The reason you need to know this is because IO is a monad. Haskell is purely functional, but the real world isn't, so in order to interact with the real world, we say that the IO monad encapsulates the real world and optionally a value, which might sounds weird to try and understand, but bassicly what it means is that, if actions happen in the IO monad, they can affect the real world, and will return values based on what the real world is.

3.1. do notation

the do notaion is actually, a chain of binds, lets rewrite it as such in psuedo code

a = ["f1.txt", "f2.txt", "f3.txt"]

bind (bind (IO, (mapM readFile a))), (lambda contents : mapM_ putStrLn contents))

IO bound with mapM readFile returns a [String], which will then be stored in our IO monad, which the mapM_ puStrLn then extracts and uses in it's own action.

3.2. connecting everything

So what is actually happening is we describe the action of reading as a function that takins in the real world (through the IO monad) and a filepath, and then returns the new world that might have changed, and the contents of the file. Then we use the print function, which takes in a string to print and the real world, and return the real word after printing and nothing.

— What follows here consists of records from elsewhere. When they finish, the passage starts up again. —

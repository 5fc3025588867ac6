//! ## Full Math
//!
//! Multiplication and division on 512-bit intermediates with an explicit rounding direction.

use crate::prelude::*;
use alloy_primitives::{U160, U256, U512};

/// Rounding direction of a division.
#[derive(Clone, Copy, Debug, PartialEq, Eq, Hash)]
pub enum Rounding {
    Down,
    Up,
}

/// Calculates `floor(a * b / denominator)` with full precision.
///
/// Fails with [`Error::MulDivOverflow`] if the result does not fit in 256 bits or the
/// denominator is zero.
#[inline]
pub fn mul_div(a: U256, b: U256, denominator: U256) -> Result<U256, Error> {
    mul_div_rounding(a, b, denominator, Rounding::Down)
}

/// Calculates `ceil(a * b / denominator)` with full precision.
#[inline]
pub fn mul_div_rounding_up(a: U256, b: U256, denominator: U256) -> Result<U256, Error> {
    mul_div_rounding(a, b, denominator, Rounding::Up)
}

pub fn mul_div_rounding(
    a: U256,
    b: U256,
    denominator: U256,
    rounding: Rounding,
) -> Result<U256, Error> {
    if denominator.is_zero() {
        return Err(Error::MulDivOverflow);
    }
    let product: U512 = a.widening_mul(b);
    let (mut quotient, remainder) = product.div_rem(U512::from(denominator));
    if rounding == Rounding::Up && !remainder.is_zero() {
        quotient += U512::from(1);
    }
    narrow_u512(quotient)
}

/// Divides with the given rounding, for 512-bit operands that do not fit the 256-bit helpers.
#[inline]
pub fn div_rounding_u512(
    numerator: U512,
    denominator: U512,
    rounding: Rounding,
) -> Result<U512, Error> {
    if denominator.is_zero() {
        return Err(Error::MulDivOverflow);
    }
    let (quotient, remainder) = numerator.div_rem(denominator);
    if rounding == Rounding::Up && !remainder.is_zero() {
        Ok(quotient + U512::from(1))
    } else {
        Ok(quotient)
    }
}

/// Truncates a 512-bit value to 256 bits, failing if any high limb is set.
#[inline]
pub fn narrow_u512(x: U512) -> Result<U256, Error> {
    let limbs = x.as_limbs();
    if limbs[4..].iter().any(|limb| *limb != 0) {
        return Err(Error::MulDivOverflow);
    }
    Ok(U256::from_limbs([limbs[0], limbs[1], limbs[2], limbs[3]]))
}

/// Floor of the square root, by Newton's method.
pub fn sqrt_u512(x: U512) -> U512 {
    if x.is_zero() {
        return U512::ZERO;
    }
    // 2^ceil(bits / 2) is an upper bound of the root
    let mut z = U512::from(1) << ((x.bit_len() + 1) / 2);
    loop {
        let y = (z + x / z) >> 1;
        if y >= z {
            return z;
        }
        z = y;
    }
}

/// Ceiling of the square root.
#[inline]
pub fn sqrt_rounding_up_u512(x: U512) -> U512 {
    let root = sqrt_u512(x);
    if root * root == x {
        root
    } else {
        root + U512::from(1)
    }
}

#[inline]
pub fn to_u128(x: U256) -> Result<u128, Error> {
    if x > U256::from(u128::MAX) {
        return Err(Error::SafeCastToU128Overflow);
    }
    Ok(x.to::<u128>())
}

#[inline]
pub fn to_u160(x: U256) -> Result<U160, Error> {
    if x > U256::from(U160::MAX) {
        return Err(Error::SafeCastToU160Overflow);
    }
    Ok(U160::from(x))
}

#[cfg(test)]
mod tests {
    use super::*;
    use alloy_primitives::uint;

    const Q128: U256 = U256::from_limbs([0, 0, 1, 0]);

    #[test]
    #[should_panic(expected = "MulDivOverflow")]
    fn test_mul_div_denominator_zero() {
        mul_div(Q128, U256::from(5), U256::ZERO).unwrap();
    }

    #[test]
    #[should_panic(expected = "MulDivOverflow")]
    fn test_mul_div_output_overflow() {
        mul_div(Q128, Q128, U256::from(1)).unwrap();
    }

    #[test]
    fn test_mul_div_all_max_inputs() {
        assert_eq!(mul_div(U256::MAX, U256::MAX, U256::MAX).unwrap(), U256::MAX);
    }

    #[test]
    fn test_mul_div_phantom_overflow() {
        assert_eq!(
            mul_div(Q128, U256::from(35) * Q128, U256::from(8) * Q128).unwrap(),
            U256::from(4375) * Q128 / U256::from(1000)
        );
        assert_eq!(
            mul_div(Q128, U256::from(1000) * Q128, U256::from(3000) * Q128).unwrap(),
            Q128 / U256::from(3)
        );
    }

    #[test]
    fn test_mul_div_rounding_up() {
        assert_eq!(
            mul_div_rounding_up(Q128, U256::from(1000) * Q128, U256::from(3000) * Q128).unwrap(),
            Q128 / U256::from(3) + U256::from(1)
        );
        assert_eq!(
            mul_div_rounding_up(U256::from(10), U256::from(10), U256::from(4)).unwrap(),
            U256::from(25)
        );
    }

    #[test]
    #[should_panic(expected = "MulDivOverflow")]
    fn test_mul_div_rounding_up_overflow_after_rounding() {
        mul_div_rounding_up(
            uint!(535006138814359_U256),
            uint!(
                432862656469423142931042426214547535783388063929571229938474969_U256
            ),
            U256::from(2),
        )
        .unwrap();
    }

    #[test]
    fn test_sqrt() {
        for x in [0u64, 1, 2, 3, 4, 15, 16, 17, 1 << 40, u64::MAX] {
            let root = sqrt_u512(U512::from(x));
            assert!(root * root <= U512::from(x));
            assert!((root + U512::from(1)) * (root + U512::from(1)) > U512::from(x));
        }
        let big = U512::from(1) << 462;
        assert_eq!(sqrt_u512(big), U512::from(1) << 231);
        assert_eq!(
            sqrt_rounding_up_u512(big + U512::from(1)),
            (U512::from(1) << 231) + U512::from(1)
        );
        assert_eq!(sqrt_rounding_up_u512(U512::from(16)), U512::from(4));
    }

    #[test]
    fn test_safe_casts() {
        assert_eq!(to_u128(U256::from(u128::MAX)).unwrap(), u128::MAX);
        assert_eq!(
            to_u128(U256::from(u128::MAX) + U256::from(1)).unwrap_err(),
            Error::SafeCastToU128Overflow
        );
        assert_eq!(
            to_u160(U256::from(1) << 160).unwrap_err(),
            Error::SafeCastToU160Overflow
        );
    }
}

4. ok but the original point, why this?

Well I just did a lot of explaining, alot of explaining about how haskell does this. Now this might be very difficult to understand if your not used to it, but lets take a birds eye view of everything. In C what did we need to think about, well first we had to make a sized list, we need to then allocate that, afterwards we loop over the list of file paths, then we initialize a buffer we can write to, then we open the file returning a file pointer, then we read the file and write to the buffer, and lastly we then print it off. In haskell what we needed to do was, take a list of filepaths, map them to their contents, and then map them to the action which prints them.

What I'm trying to show is that, while haskell feels difficult, once u get used to the way it models computation you start realising that it's a lot simpler then the typical Von Neumann architecture, ofcourse most modern languages try to hide it away but once u get any issue you will often need to think about the architecture, for example in java and C# understanding what data holds which reference to which object is always important, in haskell things like that are things u never really think about.

5. conclusion

I hope that I didn't come across as frantic since it's kind of hard to explain something so different to the core like haskell compared to other languages like C. What I really wanted to explain is that, while haskell can be seen as a very weird language, once u understand the way haskell expresses computation you start realising that the language is, well honestly very simple and straightforward, and it is mostly due to the simplified architecture. This is also the reason why I personally prefer haskell, complicated projects don't feel like they start growing to a point where I can't keep up with everything as quickly and I can use the same mind set in bassicly every situation since even when working with libraries u just follow the logic of the underlying architecture, since a simpler architecture means that abstractions are closer to the actual language core.

Now I'm not saying that the Von Neumann architecture is bad, I still write projects without haskell, like for example with C or rust, and I can definitely see why some would prefer Von Neumann architecture, after all the only way to write speed optimised haskell isn't by understanding a computer but by understanding how the compiler works under the hood. But what I do hope you got from this post is that it is worth seeing what can and can't be done by simplifying an underlying structure, using something like haskell has made me realise how straightforward some problems can be and it heavily affects how I write software, especially as a growing computer science student.

But yeah that's all I had to say, cya!